A Losing Proposition

President Obama has once again made the decisive argument against the Obamacare bills working through Congress. It's amazing that he doesn't realize the damage he's doing to his own cause:
The costs of Medicare and Medicaid will bankrupt this country if we don’t reduce the cost inflation of health care. You’ve got families who can’t get health care because of pre-existing conditions or they bump up against some lifetime cap if a family member gets really ill.
Nothing that the President and Democrats in Congress are proposing will do anything to make Medicare or Medicaid solvent. Both continue to be billions in debt, and will continue to see increasing deficits as Baby Boomers retire and add to the burden already covered in Medicaid.

The President and his fellow Democrats are hoping to expand health insurance to still more people by pushing a government-centric option, which means that the government tab will increase. There is little incentive for the government to cut costs because the government can always fall back and find new sources of revenues in the form of higher taxes or reducing services.

Those states that have already implemented government health insurance have found that higher taxes aren't favored, so rationing of care in the form of reduced services is necessary.

Now, as far as health care goes, I've consistently said I would love the private marketplace to be handling this without any government intervention.The problem is it's not working. What we're seeing is about 14,000 folks lose their health insurance every single day. We are seeing health care inflation go up about twice as fast as regular inflation. Businesses are being crippled by it. Small businesses especially have almost no access to the marketplace because they've got no leverage with insurance companies.

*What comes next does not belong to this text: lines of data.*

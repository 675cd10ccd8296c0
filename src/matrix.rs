// src/matrix.rs
//! Fixed-shape dense integer matrix.
//!
//! Cells are stored row-major in a single `Vec`, so row `i` occupies
//! `data[i * cols..(i + 1) * cols]`:
//!
//! ```text
//! [[a, b, c],
//!  [d, e, f]]   ->   [a, b, c, d, e, f]
//! ```

use crate::error::{MatrixError, MatrixResult};
use crate::types::Scalar;
use std::fmt;

/// A rows×cols grid of signed integers.
///
/// The shape is fixed at construction; only the contents change.
#[derive(Clone, PartialEq, Eq, Hash)]
pub struct Matrix {
    rows: usize,
    cols: usize,
    data: Vec<Scalar>,
}

impl Matrix {
    /// Create a zero-filled `rows`×`cols` matrix.
    ///
    /// # Panics
    ///
    /// Panics if either dimension is zero, or if `rows * cols` overflows
    /// `usize`.
    pub fn new(rows: usize, cols: usize) -> Self {
        assert!(
            rows > 0 && cols > 0,
            "Matrix dimensions must be positive, got {}x{}",
            rows,
            cols
        );
        let len = rows
            .checked_mul(cols)
            .expect("Matrix dimensions overflow usize");
        Matrix {
            rows,
            cols,
            data: vec![0; len],
        }
    }

    /// Create the `n`×`n` identity matrix.
    ///
    /// # Panics
    ///
    /// Panics if `n` is zero.
    pub fn identity(n: usize) -> Self {
        let mut m = Matrix::new(n, n);
        for i in 0..n {
            m.data[i * n + i] = 1;
        }
        m
    }

    /// Build a matrix from a list of rows.
    ///
    /// The column count is taken from the first row. Each row is stored with
    /// [`set_row`](Self::set_row), so shorter rows are zero-padded and longer
    /// ones are rejected.
    ///
    /// # Panics
    ///
    /// Panics if `rows` is empty or its first row is empty.
    pub fn from_rows(rows: &[Vec<Scalar>]) -> MatrixResult<Self> {
        let cols = rows.first().map_or(0, Vec::len);
        let mut m = Matrix::new(rows.len(), cols);
        for (i, row) in rows.iter().enumerate() {
            m.set_row(i, row)?;
        }
        Ok(m)
    }

    /// Wrap an already row-major buffer. Callers guarantee the length.
    pub(crate) fn from_raw(rows: usize, cols: usize, data: Vec<Scalar>) -> Self {
        debug_assert_eq!(data.len(), rows * cols);
        Matrix { rows, cols, data }
    }

    /// Replace row `index` with `values`.
    ///
    /// If `values` is shorter than the column count, the remaining cells of
    /// the row are zeroed so every row keeps exactly `columns()` entries.
    ///
    /// # Errors
    ///
    /// [`MatrixError::OutOfRange`] if `values` has more entries than the
    /// matrix has columns, or if `index` is not an existing row.
    pub fn set_row(&mut self, index: usize, values: &[Scalar]) -> MatrixResult<()> {
        if values.len() > self.cols {
            return Err(MatrixError::OutOfRange {
                what: "row length",
                index: values.len(),
                bound: self.cols,
            });
        }
        if index >= self.rows {
            return Err(MatrixError::OutOfRange {
                what: "row index",
                index,
                bound: self.rows,
            });
        }

        let start = index * self.cols;
        let row = &mut self.data[start..start + self.cols];
        row[..values.len()].copy_from_slice(values);
        row[values.len()..].fill(0);
        Ok(())
    }

    /// Set a single cell.
    ///
    /// # Errors
    ///
    /// [`MatrixError::OutOfRange`] if `(row, col)` is outside the matrix.
    pub fn set(&mut self, row: usize, col: usize, value: Scalar) -> MatrixResult<()> {
        if row >= self.rows {
            return Err(MatrixError::OutOfRange {
                what: "row index",
                index: row,
                bound: self.rows,
            });
        }
        if col >= self.cols {
            return Err(MatrixError::OutOfRange {
                what: "column index",
                index: col,
                bound: self.cols,
            });
        }
        self.data[row * self.cols + col] = value;
        Ok(())
    }

    /// Cell at `(row, col)`, or `None` outside the matrix.
    #[inline]
    pub fn get(&self, row: usize, col: usize) -> Option<Scalar> {
        if row < self.rows && col < self.cols {
            Some(self.data[row * self.cols + col])
        } else {
            None
        }
    }

    /// Borrow row `index`.
    ///
    /// # Panics
    ///
    /// Panics if `index >= rows()`, like slice indexing.
    #[inline]
    pub fn row(&self, index: usize) -> &[Scalar] {
        assert!(
            index < self.rows,
            "row index {} out of range for {} rows",
            index,
            self.rows
        );
        &self.data[index * self.cols..(index + 1) * self.cols]
    }

    /// Iterate over the rows in order.
    pub fn iter_rows(&self) -> impl Iterator<Item = &[Scalar]> + '_ {
        self.data.chunks_exact(self.cols)
    }

    /// Number of rows.
    #[inline]
    pub fn rows(&self) -> usize {
        self.rows
    }

    /// Number of columns.
    #[inline]
    pub fn columns(&self) -> usize {
        self.cols
    }

    /// `(rows, columns)`.
    #[inline]
    pub fn order(&self) -> (usize, usize) {
        (self.rows, self.cols)
    }

    /// Read-only view of the whole grid in row-major order.
    ///
    /// This borrows the matrix's own storage; it cannot be used to mutate
    /// the matrix. Use [`to_rows`](Self::to_rows) for an owned copy.
    #[inline]
    pub fn data(&self) -> &[Scalar] {
        &self.data
    }

    /// Owned nested copy of the grid, one `Vec` per row.
    pub fn to_rows(&self) -> Vec<Vec<Scalar>> {
        self.iter_rows().map(<[Scalar]>::to_vec).collect()
    }

    #[inline]
    pub fn is_square(&self) -> bool {
        self.rows == self.cols
    }

    /// True if `self * other` is defined, i.e. `self.columns() == other.rows()`.
    ///
    /// The relation is directional: `a.is_multiplicable_with(&b)` says
    /// nothing about `b.is_multiplicable_with(&a)`.
    #[inline]
    pub fn is_multiplicable_with(&self, other: &Matrix) -> bool {
        self.cols == other.rows
    }
}

impl fmt::Debug for Matrix {
    fn fmt(&self, f: &mut fmt::Formatter<'_>) -> fmt::Result {
        write!(f, "Matrix {}x{} ", self.rows, self.cols)?;
        f.debug_list().entries(self.iter_rows()).finish()
    }
}

impl fmt::Display for Matrix {
    fn fmt(&self, f: &mut fmt::Formatter<'_>) -> fmt::Result {
        for (i, row) in self.iter_rows().enumerate() {
            if i > 0 {
                writeln!(f)?;
            }
            write!(f, "[")?;
            for (j, v) in row.iter().enumerate() {
                if j > 0 {
                    write!(f, ", ")?;
                }
                write!(f, "{}", v)?;
            }
            write!(f, "]")?;
        }
        Ok(())
    }
}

So all we've said is let's keep the private system intact, but let's make sure that people who right now can't get health insurance -- about 46 million -- that they're able to buy into the market. And number two, let's have some consumer protections to make sure that those of us who have health insurance don't end up getting a bad deal because we didn't read the fine print and we think that we have coverage; when we finally get sick and we need it, it turns out that we're vulnerable because insurance companies aren't operating in the interests of their customers.
If this was about getting more poeple covered by insurance, demand that all states allow any other state's approved insurance policies to be purchased. That would automatically improve portability and bring down costs because there would not only be more choice, but people could choose policies that are tailored to their own specific situation, rather than the gold-plated standards pushed by states like New York, New Jersey and California. It is no coincidence that insurance costs are highest in those states, which also happen to have community rating, which causes those in good health to further subsidize the costs of those who aren't in good health.

While President Obama is claiming that private insurers aren't operating in the interests of their customers, he might want to take a closer look at the government health care programs already in existence that are rife with fraud and bureaucratic red tape that result in the Veterans Administration and Indian Health Service providing substandard care. It would be better to fix those first before trying to rejigger the entire health care system.